Wat de juridische vraag betreft: ik denk dat de oorspronkelijke beslissing disproportioneel was. Of ze ook juridisch aanvechtbaar was? Dat zou kunnen, dat durf ik niet onmiddellijk zeggen. Of de nieuwe beslissing ook aanvechtbaar is? Dat is zelfs nog onzekerder. Ik doe ook geen controle of voogdij op driehonderd gemeenten en de Vlaamse Gemeenschapscommissie (VGC) in Brussel. Ik ben dat ook niet van plan. Het zijn uiteindelijk in eerste instantie de provinciegouverneurs, en eventueel de minister van Binnenlands Bestuur, die daarbij betrokken zijn. Ik heb in het verleden al wel eens getracht om een gesprek te hebben met de provinciegouverneur om hem te overtuigen om een bepaalde andere beslissing te nemen. Dat is dan ook steeds in onderling overleg gebeurd. Ik denk dat het geen goed model zou zijn als de Vlaamse overheid zou beginnen met automatisch te screenen, en zodra men het niet eens is met een beslissing te bekijken wat de juridische opties zijn. Dat lijkt me niet de goede manier. Het is een specifieke beslissing. Men heeft ook de beleidsruimte om het te doen. Ik denk dat het vooral belangrijk was om een signaal te geven aan de betrokken gemeente, en vooral ook aan andere gemeenten, om te zeggen: denk aan het belang van kinderen en jongeren wanneer je dergelijke beslissingen neemt.
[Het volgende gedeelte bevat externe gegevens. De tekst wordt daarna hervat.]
use glam::Vec2;

use crate::config::ArenaConfig;
use crate::net::BodyState;

use super::body::integrate;

#[derive(Debug, Clone, Copy, PartialEq, Eq)]
pub enum Side {
    Left,
    Right,
}

impl Side {
    pub fn opposite(self) -> Self {
        match self {
            Self::Left => Self::Right,
            Self::Right => Self::Left,
        }
    }

    /// Horizontal sign pointing away from this side's paddle.
    pub fn outward(self) -> f32 {
        match self {
            Self::Left => 1.0,
            Self::Right => -1.0,
        }
    }
}

#[derive(Debug, Clone, Copy, PartialEq)]
pub struct PaddleHit {
    pub side: Side,
    /// Where on the paddle the ball struck, -1 (top) to 1 (bottom).
    pub offset: f32,
}

/// The deterministic rules of the playfield.
#[derive(Debug, Clone)]
pub struct Arena {
    config: ArenaConfig,
}

impl Arena {
    pub fn new(config: ArenaConfig) -> Self {
        Self { config }
    }

    pub fn config(&self) -> &ArenaConfig {
        &self.config
    }

    pub fn center(&self) -> Vec2 {
        Vec2::new(self.config.width / 2.0, self.config.height / 2.0)
    }

    pub fn paddle_center_y(&self) -> f32 {
        self.config.height / 2.0
    }

    pub fn clamp_paddle(&self, y: f32) -> f32 {
        let half = self.config.paddle_height / 2.0;
        if !y.is_finite() {
            return self.paddle_center_y();
        }
        y.clamp(half, self.config.height - half)
    }

    pub fn paddle_x(&self, side: Side) -> f32 {
        match side {
            Side::Left => self.config.paddle_inset,
            Side::Right => self.config.width - self.config.paddle_inset,
        }
    }

    /// The x coordinate of the paddle surface facing the arena.
    pub fn paddle_face(&self, side: Side) -> f32 {
        self.paddle_x(side) + side.outward() * self.config.paddle_width / 2.0
    }

    /// One physics tick for the ball. Returns true on a wall bounce.
    pub fn step(&self, body: &mut BodyState) -> bool {
        integrate(body, 1.0, self.config.height, self.config.ball_radius)
    }

    /// Dead reckoning across `ticks` (may be fractional), using the same
    /// per-tick integration as [`Arena::step`].
    pub fn advance(&self, body: &mut BodyState, ticks: f32) -> u32 {
        if ticks <= 0.0 || !ticks.is_finite() {
            return 0;
        }
        let whole = ticks.floor() as u32;
        let fraction = ticks - whole as f32;
        let mut bounces = 0;
        for _ in 0..whole {
            if self.step(body) {
                bounces += 1;
            }
        }
        if fraction > 0.0
            && integrate(body, fraction, self.config.height, self.config.ball_radius)
        {
            bounces += 1;
        }
        bounces
    }

    /// Tests whether the ball moving from `previous` to `body.position`
    /// crossed the paddle on `side`; reflects it if so.
    pub fn collide_paddle(
        &self,
        previous: Vec2,
        body: &mut BodyState,
        side: Side,
        paddle_y: f32,
    ) -> Option<PaddleHit> {
        let radius = self.config.ball_radius;
        let face = self.paddle_face(side);
        let outward = side.outward();

        // Must be travelling toward the paddle.
        if body.velocity.x * outward >= 0.0 {
            return None;
        }

        let leading_prev = previous.x - outward * radius;
        let leading_now = body.position.x - outward * radius;
        let was_in_front = (leading_prev - face) * outward >= 0.0;
        let is_behind = (leading_now - face) * outward < 0.0;
        if !was_in_front || !is_behind {
            return None;
        }

        let half = self.config.paddle_height / 2.0;
        let dy = body.position.y - paddle_y;
        if dy.abs() > half + radius {
            return None;
        }

        let penetration = face - leading_now;
        body.position.x += 2.0 * penetration;
        body.velocity.x = -body.velocity.x * self.config.speed_up;

        let offset = (dy / half).clamp(-1.0, 1.0);
        body.velocity.y += offset * self.config.english;

        let speed = body.velocity.length();
        if speed > self.config.max_ball_speed {
            body.velocity *= self.config.max_ball_speed / speed;
        }

        Some(PaddleHit { side, offset })
    }

    /// True once the ball has fully left the field behind `side`'s paddle.
    pub fn is_past_goal(&self, body: &BodyState, side: Side) -> bool {
        let radius = self.config.ball_radius;
        match side {
            Side::Left => body.position.x + radius < 0.0,
            Side::Right => body.position.x - radius > self.config.width,
        }
    }

    /// Ball resting against the serving paddle.
    pub fn serve_position(&self, side: Side, paddle_y: f32) -> Vec2 {
        let x = self.paddle_face(side) + side.outward() * (self.config.ball_radius + 1.0);
        Vec2::new(x, paddle_y)
    }

    pub fn serve_velocity(&self, side: Side, serve: [f32; 2]) -> Vec2 {
        Vec2::new(serve[0].abs() * side.outward(), serve[1])
    }
}

#[cfg(test)]
mod tests {
    use super::*;

    fn arena() -> Arena {
        Arena::new(ArenaConfig::default())
    }

    #[test]
    fn test_serve_from_right_moves_left() {
        let arena = arena();
        let velocity = arena.serve_velocity(Side::Right, [7.0, 1.4]);
        assert_eq!(velocity, Vec2::new(-7.0, 1.4));
        assert!(arena.serve_position(Side::Right, 300.0).x < arena.paddle_face(Side::Right));
    }

    #[test]
    fn test_paddle_hit_reflects() {
        let arena = arena();
        let face = arena.paddle_face(Side::Left);
        let previous = Vec2::new(face + 10.0, 300.0);
        let mut body = BodyState::new(previous, Vec2::new(-7.0, 0.0));
        body.position += body.velocity;

        let hit = arena
            .collide_paddle(previous, &mut body, Side::Left, 300.0)
            .expect("should hit");
        assert_eq!(hit.side, Side::Left);
        assert!(body.velocity.x > 7.0);
        assert!(body.position.x - 8.0 >= face);
    }

    #[test]
    fn test_paddle_miss_when_offset() {
        let arena = arena();
        let face = arena.paddle_face(Side::Left);
        let previous = Vec2::new(face + 10.0, 100.0);
        let mut body = BodyState::new(previous, Vec2::new(-7.0, 0.0));
        body.position += body.velocity;

        assert!(arena.collide_paddle(previous, &mut body, Side::Left, 400.0).is_none());
        assert!(body.velocity.x < 0.0);
    }

    #[test]
    fn test_no_hit_when_moving_away() {
        let arena = arena();
        let face = arena.paddle_face(Side::Right);
        let previous = Vec2::new(face - 20.0, 300.0);
        let mut body = BodyState::new(previous, Vec2::new(-5.0, 0.0));
        body.position += body.velocity;
        assert!(arena.collide_paddle(previous, &mut body, Side::Right, 300.0).is_none());
    }

    #[test]
    fn test_speed_is_capped() {
        let arena = arena();
        let face = arena.paddle_face(Side::Right);
        let previous = Vec2::new(face - 15.0, 300.0);
        let mut body = BodyState::new(previous, Vec2::new(19.9, 0.0));
        body.position += body.velocity;
        arena
            .collide_paddle(previous, &mut body, Side::Right, 340.0)
            .expect("should hit");
        assert!(body.velocity.length() <= 20.0 + 1e-3);
        assert!(body.velocity.x < 0.0);
    }

    #[test]
    fn test_advance_matches_stepping() {
        let arena = arena();
        let start = BodyState::new(Vec2::new(400.0, 20.0), Vec2::new(-7.0, -6.0));

        let mut stepped = start;
        for _ in 0..12 {
            arena.step(&mut stepped);
        }
        let mut advanced = start;
        let bounces = arena.advance(&mut advanced, 12.0);

        assert_eq!(stepped, advanced);
        assert_eq!(bounces, 1);
    }

    #[test]
    fn test_goal_detection() {
        let arena = arena();
        let body = BodyState::new(Vec2::new(-9.0, 300.0), Vec2::new(-7.0, 0.0));
        assert!(arena.is_past_goal(&body, Side::Left));
        assert!(!arena.is_past_goal(&body, Side::Right));
    }
}
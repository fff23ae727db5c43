/// Longest frame gap simulated in one go; anything beyond is dropped.
const MAX_FRAME_MS: f64 = 250.0;

/// Turns rendered frame time into whole physics ticks.
///
/// Whatever does not add up to a full tick stays in the accumulator, so the
/// physics state always describes a moment [`FixedTimestep::lag_ms`] before
/// the last frame.
#[derive(Debug)]
pub struct FixedTimestep {
    tick_ms: f64,
    accumulator_ms: f64,
}

impl FixedTimestep {
    pub fn new(frame_rate: u32) -> Self {
        Self {
            tick_ms: 1000.0 / frame_rate as f64,
            accumulator_ms: 0.0,
        }
    }

    /// Adds one frame's elapsed time and returns how many ticks are due.
    pub fn advance(&mut self, elapsed_ms: u64) -> u32 {
        self.accumulator_ms += (elapsed_ms as f64).min(MAX_FRAME_MS);
        let mut ticks = 0;
        while self.accumulator_ms >= self.tick_ms {
            self.accumulator_ms -= self.tick_ms;
            ticks += 1;
        }
        ticks
    }

    /// Fraction of a tick still owed to the physics state.
    pub fn alpha(&self) -> f32 {
        (self.accumulator_ms / self.tick_ms) as f32
    }

    pub fn lag_ms(&self) -> u64 {
        self.accumulator_ms.round() as u64
    }
}
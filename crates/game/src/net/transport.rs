use bytes::Bytes;

/// Outbound half of the peer link. Sends are fire-and-forget: no ordering,
/// delivery or acknowledgment is assumed from an implementation.
pub trait Transport {
    fn send(&mut self, payload: Bytes);
}

impl Transport for Vec<Bytes> {
    fn send(&mut self, payload: Bytes) {
        self.push(payload);
    }
}

impl<T: Transport + ?Sized> Transport for &mut T {
    fn send(&mut self, payload: Bytes) {
        (**self).send(payload);
    }
}
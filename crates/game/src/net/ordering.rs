use super::protocol::sequence_greater_than;

#[derive(Debug, Clone, Copy, PartialEq, Eq)]
pub enum Verdict {
    Accepted,
    /// Older than the last seen frame but within the reorder allowance.
    AcceptedOutOfOrder,
    Duplicate,
    Stale,
}

impl Verdict {
    pub fn is_accepted(&self) -> bool {
        matches!(self, Self::Accepted | Self::AcceptedOutOfOrder)
    }
}

/// Filters state packets by their frame counter. Strictly newer frames are
/// always taken; a few consecutive older ones are tolerated as jitter.
#[derive(Debug)]
pub struct OrderingGuard {
    last_seen: Option<u16>,
    mismatches: u32,
    last_mismatch_ms: u64,
    threshold: u32,
    window_ms: u64,
}

impl OrderingGuard {
    pub fn new(threshold: u32, window_ms: u64) -> Self {
        Self {
            last_seen: None,
            mismatches: 0,
            last_mismatch_ms: 0,
            threshold,
            window_ms,
        }
    }

    pub fn check(&mut self, frame: u16, now_ms: u64) -> Verdict {
        let Some(last) = self.last_seen else {
            self.last_seen = Some(frame);
            return Verdict::Accepted;
        };

        if sequence_greater_than(frame, last) {
            self.last_seen = Some(frame);
            self.mismatches = 0;
            return Verdict::Accepted;
        }

        if frame == last {
            return Verdict::Duplicate;
        }

        if now_ms.saturating_sub(self.last_mismatch_ms) > self.window_ms {
            self.mismatches = 0;
        }
        self.mismatches += 1;
        self.last_mismatch_ms = now_ms;

        if self.mismatches <= self.threshold {
            Verdict::AcceptedOutOfOrder
        } else {
            Verdict::Stale
        }
    }

    pub fn last_seen(&self) -> Option<u16> {
        self.last_seen
    }

    pub fn reset(&mut self) {
        self.last_seen = None;
        self.mismatches = 0;
        self.last_mismatch_ms = 0;
    }
}
use std::path::Path;

use anyhow::{Context, Result};

use rally::{PacketLossSimulation, SyncConfig};

#[derive(Debug, Clone)]
pub struct PeerConfig {
    pub bind_addr: String,
    pub peer_addr: Option<String>,
    pub peer_id: u32,
    pub sync: SyncConfig,
    pub link: Option<PacketLossSimulation>,
    pub autoplay: bool,
    pub duration_secs: Option<u64>,
}

/// Defaults, optionally overridden field by field from a JSON file.
pub fn load_sync_config(path: Option<&Path>) -> Result<SyncConfig> {
    let Some(path) = path else {
        return Ok(SyncConfig::default());
    };

    let raw = std::fs::read_to_string(path)
        .with_context(|| format!("reading config {}", path.display()))?;
    let config = parse_sync_config(&raw)
        .with_context(|| format!("parsing config {}", path.display()))?;
    log::info!("loaded sync config from {}", path.display());
    Ok(config)
}

pub fn parse_sync_config(raw: &str) -> Result<SyncConfig> {
    let config: SyncConfig = serde_json::from_str(raw)?;
    config.validate()?;
    Ok(config)
}
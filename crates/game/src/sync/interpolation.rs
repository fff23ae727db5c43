use glam::Vec2;

use crate::net::BodyState;
use crate::physics::{Arena, sanitize_body};

const CORRECTION_EPSILON: f32 = 0.001;

/// Eases the rendered remote paddle toward the last received position.
#[derive(Debug, Clone)]
pub struct PaddleSmoother {
    target: f32,
    rendered: f32,
    rate: f32,
    snap_distance: f32,
}

impl PaddleSmoother {
    pub fn new(start: f32, rate: f32, snap_distance: f32) -> Self {
        Self {
            target: start,
            rendered: start,
            rate,
            snap_distance,
        }
    }

    pub fn set_target(&mut self, target: f32) {
        if target.is_finite() {
            self.target = target;
        }
    }

    /// One frame of exponential smoothing. Large jumps snap.
    pub fn update(&mut self) -> f32 {
        let remaining = self.target - self.rendered;
        if remaining.abs() > self.snap_distance {
            self.rendered = self.target;
        } else {
            self.rendered += remaining * self.rate;
        }
        self.rendered
    }

    pub fn snap(&mut self, position: f32) {
        self.target = position;
        self.rendered = position;
    }

    pub fn target(&self) -> f32 {
        self.target
    }

    pub fn rendered(&self) -> f32 {
        self.rendered
    }
}

/// Last authoritative ball state received from the owner, stamped with
/// the local time it describes.
#[derive(Debug, Clone, Copy, PartialEq)]
pub struct NetworkSnapshot {
    pub body: BodyState,
    pub timestamp_ms: u64,
}

#[derive(Debug, Clone, Copy, PartialEq)]
pub enum Correction {
    Snapped { distance: f32 },
    Smoothed { delta: Vec2 },
}

/// Dead-reckons the remote-owned ball and blends in network corrections.
#[derive(Debug, Clone)]
pub struct BodyReconciler {
    network: Option<NetworkSnapshot>,
    rendered: BodyState,
    correction: Vec2,
    rate: f32,
    snap_distance: f32,
    tick_ms: f32,
    snaps: u64,
}

impl BodyReconciler {
    pub fn new(start: BodyState, rate: f32, snap_distance: f32, tick_ms: f32) -> Self {
        Self {
            network: None,
            rendered: start,
            correction: Vec2::ZERO,
            rate,
            snap_distance,
            tick_ms,
            snaps: 0,
        }
    }

    /// Fast-forwards `body` from `timestamp_ms` to `now_ms` and steers the
    /// rendered ball toward the prediction.
    pub fn on_update(
        &mut self,
        arena: &Arena,
        mut body: BodyState,
        timestamp_ms: u64,
        now_ms: u64,
    ) -> Correction {
        if sanitize_body(&mut body, arena.center()) {
            self.adopt(body, now_ms);
            return Correction::Snapped { distance: 0.0 };
        }

        self.network = Some(NetworkSnapshot { body, timestamp_ms });

        let mut predicted = body;
        let elapsed = now_ms.saturating_sub(timestamp_ms) as f32;
        arena.advance(&mut predicted, elapsed / self.tick_ms);

        let delta = predicted.position - self.rendered.position;
        let distance = delta.length();
        self.rendered.velocity = predicted.velocity;

        if distance > self.snap_distance || !distance.is_finite() {
            self.rendered = predicted;
            self.correction = Vec2::ZERO;
            self.snaps += 1;
            log::debug!("remote body snapped {:.1} px", distance);
            Correction::Snapped { distance }
        } else {
            self.correction = delta;
            Correction::Smoothed { delta }
        }
    }

    /// Takes `body` as the rendered state outright.
    pub fn adopt(&mut self, body: BodyState, now_ms: u64) {
        self.rendered = body;
        self.correction = Vec2::ZERO;
        self.network = Some(NetworkSnapshot {
            body,
            timestamp_ms: now_ms,
        });
    }

    /// One physics tick of extrapolation plus a slice of the pending
    /// correction. Returns true on a wall bounce.
    pub fn step(&mut self, arena: &Arena) -> bool {
        let bounced = arena.step(&mut self.rendered);

        if self.correction.length_squared() > CORRECTION_EPSILON * CORRECTION_EPSILON {
            let applied = self.correction * self.rate;
            self.rendered.position += applied;
            self.correction -= applied;
        } else {
            self.rendered.position += self.correction;
            self.correction = Vec2::ZERO;
        }

        sanitize_body(&mut self.rendered, arena.center());
        bounced
    }

    /// Lets local physics (e.g. a predicted paddle hit) rewrite the
    /// rendered state.
    pub fn rendered_mut(&mut self) -> &mut BodyState {
        &mut self.rendered
    }

    pub fn rendered(&self) -> BodyState {
        self.rendered
    }

    pub fn network(&self) -> Option<NetworkSnapshot> {
        self.network
    }

    pub fn correction(&self) -> Vec2 {
        self.correction
    }

    pub fn snaps(&self) -> u64 {
        self.snaps
    }

    pub fn reset(&mut self, body: BodyState) {
        self.network = None;
        self.rendered = body;
        self.correction = Vec2::ZERO;
    }
}
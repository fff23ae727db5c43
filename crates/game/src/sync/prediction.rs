use std::collections::VecDeque;

use crate::net::sequence_greater_than;

const MAX_PENDING_INPUTS: usize = 128;

#[derive(Debug, Clone, Copy, PartialEq)]
pub enum InputCommand {
    /// Relative move, e.g. one press of up/down.
    Step(f32),
    /// Absolute target, e.g. a drag.
    MoveTo(f32),
}

impl InputCommand {
    fn apply(self, position: f32, min: f32, max: f32) -> f32 {
        let target = match self {
            Self::Step(delta) => position + delta,
            Self::MoveTo(y) => y,
        };
        if !target.is_finite() {
            return position;
        }
        target.clamp(min, max)
    }
}

#[derive(Debug, Clone, Copy, PartialEq)]
pub struct InputRecord {
    pub sequence: u16,
    pub position: f32,
    pub timestamp_ms: u64,
    command: InputCommand,
}

/// Applies local paddle input immediately and keeps every change until the
/// remote peer acknowledges it.
#[derive(Debug)]
pub struct InputPredictor {
    pending: VecDeque<InputRecord>,
    position: f32,
    acked_position: f32,
    next_sequence: u16,
    last_acked: Option<u16>,
    min: f32,
    max: f32,
    dirty: bool,
    last_sent_ms: Option<u64>,
}

impl InputPredictor {
    pub fn new(start: f32, min: f32, max: f32) -> Self {
        Self {
            pending: VecDeque::with_capacity(MAX_PENDING_INPUTS),
            position: start,
            acked_position: start,
            next_sequence: 1,
            last_acked: None,
            min,
            max,
            dirty: false,
            last_sent_ms: None,
        }
    }

    /// Returns the new sequence, or `None` if the paddle did not move.
    pub fn apply(&mut self, command: InputCommand, now_ms: u64) -> Option<u16> {
        let position = command.apply(self.position, self.min, self.max);
        if position == self.position {
            return None;
        }

        let sequence = self.next_sequence;
        self.next_sequence = self.next_sequence.wrapping_add(1);
        self.position = position;
        self.dirty = true;

        self.pending.push_back(InputRecord {
            sequence,
            position,
            timestamp_ms: now_ms,
            command,
        });
        while self.pending.len() > MAX_PENDING_INPUTS {
            if let Some(dropped) = self.pending.pop_front() {
                self.acked_position = dropped.position;
            }
        }

        Some(sequence)
    }

    /// Discards every record up to and including `ack`, then rebuilds the
    /// predicted position by replaying what remains.
    pub fn reconcile(&mut self, ack: u16) -> f32 {
        if self
            .last_acked
            .is_some_and(|last| !sequence_greater_than(ack, last))
        {
            return self.position;
        }
        if !self.pending.iter().any(|r| r.sequence == ack) && !self.pending.is_empty() {
            // An ack beyond anything we sent is bogus.
            let newest = self.pending.back().map(|r| r.sequence).unwrap_or(ack);
            if sequence_greater_than(ack, newest) {
                return self.position;
            }
        }
        self.last_acked = Some(ack);

        while let Some(front) = self.pending.front() {
            if sequence_greater_than(front.sequence, ack) {
                break;
            }
            self.acked_position = front.position;
            self.pending.pop_front();
        }

        self.position = self.replay_from(self.acked_position);
        self.position
    }

    /// Position reached by re-applying every unacknowledged input to `base`.
    pub fn replay_from(&self, base: f32) -> f32 {
        self.pending
            .iter()
            .fold(base, |position, record| record.command.apply(position, self.min, self.max))
    }

    /// Throttled outbound update: the latest position and sequence, at most
    /// once per `interval_ms`, and only when something changed.
    pub fn take_update(&mut self, now_ms: u64, interval_ms: u64) -> Option<(f32, u16)> {
        if !self.dirty {
            return None;
        }
        if self
            .last_sent_ms
            .is_some_and(|sent| now_ms.saturating_sub(sent) < interval_ms)
        {
            return None;
        }
        self.dirty = false;
        self.last_sent_ms = Some(now_ms);
        Some((self.position, self.latest_sequence()))
    }

    /// The latest position went out some other way, e.g. in a full state.
    pub fn mark_sent(&mut self, now_ms: u64) {
        self.dirty = false;
        self.last_sent_ms = Some(now_ms);
    }

    pub fn position(&self) -> f32 {
        self.position
    }

    pub fn latest_sequence(&self) -> u16 {
        self.next_sequence.wrapping_sub(1)
    }

    pub fn last_acked(&self) -> Option<u16> {
        self.last_acked
    }

    pub fn pending(&self) -> impl Iterator<Item = &InputRecord> {
        self.pending.iter()
    }

    pub fn pending_count(&self) -> usize {
        self.pending.len()
    }

    pub fn reset(&mut self, start: f32) {
        self.pending.clear();
        self.position = start;
        self.acked_position = start;
        self.last_acked = None;
        self.dirty = true;
        self.last_sent_ms = None;
    }
}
De heer Brusselmans heeft het woord.
U bent inderdaad geen voogd, of u hebt geen voogdij over alle lokale besturen, maar u moet wel de hoeder zijn van de Vlaamse jeugd, en ik denk dat dat toch belangrijk is om in het achterhoofd te houden.
De heer Vaneeckhout heeft het woord.
Minister, daarbij aansluitend: u zit natuurlijk ook in een regering met de minister van Binnenlands Bestuur. U zou, op momenten dat er niet aangepast wordt op het moment dat u een signaal geeft, wel degelijk kunnen overwegen welke juridische stappen kunnen worden gezet. Of u gelijk haalt is iets anders, maar u kunt in principe natuurlijk iedere beslissing van een lokaal bestuur wel aanvechten. Zo zit ons juridisch systeem in elkaar.
Als slotbemerking is het misschien wel belangrijk om mee te geven dat ook wij een absolute afkeer hebben van het idee dat we naar een samenleving met twee snelheden gaan. Dat geldt binnen leeftijdscategorieën – tussen gevaccineerd en niet-gevaccineerd – en dat geldt evenzeer tussen leeftijdsgroepen onderling, waarbij jongeren harder gestraft worden dan anderen, omdat zij al dan niet de kans hebben gekregen om gevaccineerd te worden of omdat er al dan niet meer besmettingen zouden plaatsvinden. Laat ons daar op een bredere manier naar kijken. Laat ons inderdaad zeer koel omgaan met het Covid Safe Ticket in Vlaanderen, op dit moment. Ik denk dat er geen enkele noodzaak is. Dat neemt niet weg dat het een middel kan zijn op andere plaatsen in België, om mee aan de slag te gaan, afhankelijk van de vaccinatiegraad. Maar ik denk dat het in Vlaanderen op dit moment niet aan de orde is om daar veel verder mee te gaan. Dat geldt ook wat betreft drastische ingrepen in het leven van kinderen en jongeren.
De vragen om uitleg zijn afgehandeld.